Joy Bostic

Associate Professor

Contact

joy.bostic@case.edu
216.368.2382
Tomlinson Hall 243E

Dr. Joy R. Bostic, is an associate professor in the Department of Religious Studies at CWRU and the founding director of the minor in African and African American Studies. She is a program faculty member of the Women’s and Gender Studies and Ethnic Studies programs and has served as an interim vice president for CWRU’s Office of Inclusion Diversity and Equal Opportunity. Bostic is a Mellon Administrative Fellow and serves as a member of the steering committee for the Mysticism Unit of the American Academy of Religion. She is the author of several book chapters and scholarly articles on race, gender and religion and is the author of African American Female Mysticism: Nineteenth-Century Religious Activism (Palgrave Macmillan, 2013). Bostic’s forthcoming book, Performing Black Gods: Religion, Ritual and Resistance in African American Popular Culture (Routledge, 2021), explores religion, ritual and race in visual culture, music and dance.
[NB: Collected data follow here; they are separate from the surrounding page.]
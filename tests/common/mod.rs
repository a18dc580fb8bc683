//! Common helpers for the fwbundle integration tests.

// Not every helper is used by every test file
#![allow(dead_code)]

use assert_cmd::Command;
use std::path::Path;

pub use fwbundle_cli::test_utils::{FAKE_TOOLS, ProjectFixture};

/// The `fwbundle` binary, run against `project` without spinners or colors.
pub fn fwbundle(project: &Path) -> Command {
    let mut cmd = Command::new(env!("CARGO_BIN_EXE_fwbundle"));
    cmd.arg("-C")
        .arg(project)
        .env("FWBUNDLE_NO_PROGRESS", "1")
        .env("NO_COLOR", "1")
        .env_remove("RUST_LOG");
    cmd
}

/// A project with two extensions (`ble`, `sensors`) and one plain package, configured
/// with the `sh` stand-in tools and filesystem discovery.
pub fn fake_project(extra_config: &str) -> ProjectFixture {
    let project = ProjectFixture::new().unwrap();
    project.add_extension("ble", "ble", &["native"]).unwrap();
    project.add_extension("sensors", "sensors", &["src", "vendor"]).unwrap();
    project.add_package("left-pad").unwrap();
    project
        .write_config(&format!(
            "target = \"K64F\"\ndiscovery = \"filesystem\"\n{extra_config}\n{FAKE_TOOLS}"
        ))
        .unwrap();
    project
}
She is a member of the Transatlantic Roundtable on Religion and Race (TRRR) and is a co-editor of TRRR’s forthcoming volume Black Religious Landscapes (Peter Lang, 2020).

 

Professor Bostic received a Bachelor of Arts in philosophy from Indiana University and went on to earn a Juris Doctor and Master of Arts in public policy and management from The Ohio State University. She attended Garrett-Evangelical Theological Seminary where she was awarded the Master of Divinity degree. After graduating from seminary, she was ordained a Christian minister at Second Baptist Church in Evanston, Illinois. While attending Garrett-Evangelical, she worked as a research assistant for the Religion in Urban America Project, an ethnographic study based at the University of Illinois at Chicago. Reverend Bostic received her Ph.D. in systematic theology from Union Theological Seminary in the city of New York. While living in New York City, she served as an associate minister at Second Canaan Baptist Church and a chaplain for the New York Liberty. She also taught courses in theology and religion as an adjunct professor at Fordham University at Lincoln Center and Auburn Seminary and she was the coordinator of the Barnard Columbia Rape Crisis/Anti-Violence Support Center and the executive director of the African American Task Force on Violence against Women, a community-based organization in Central Harlem. An artist at heart, Professor Bostic is a student of dance, photography, and the textile arts.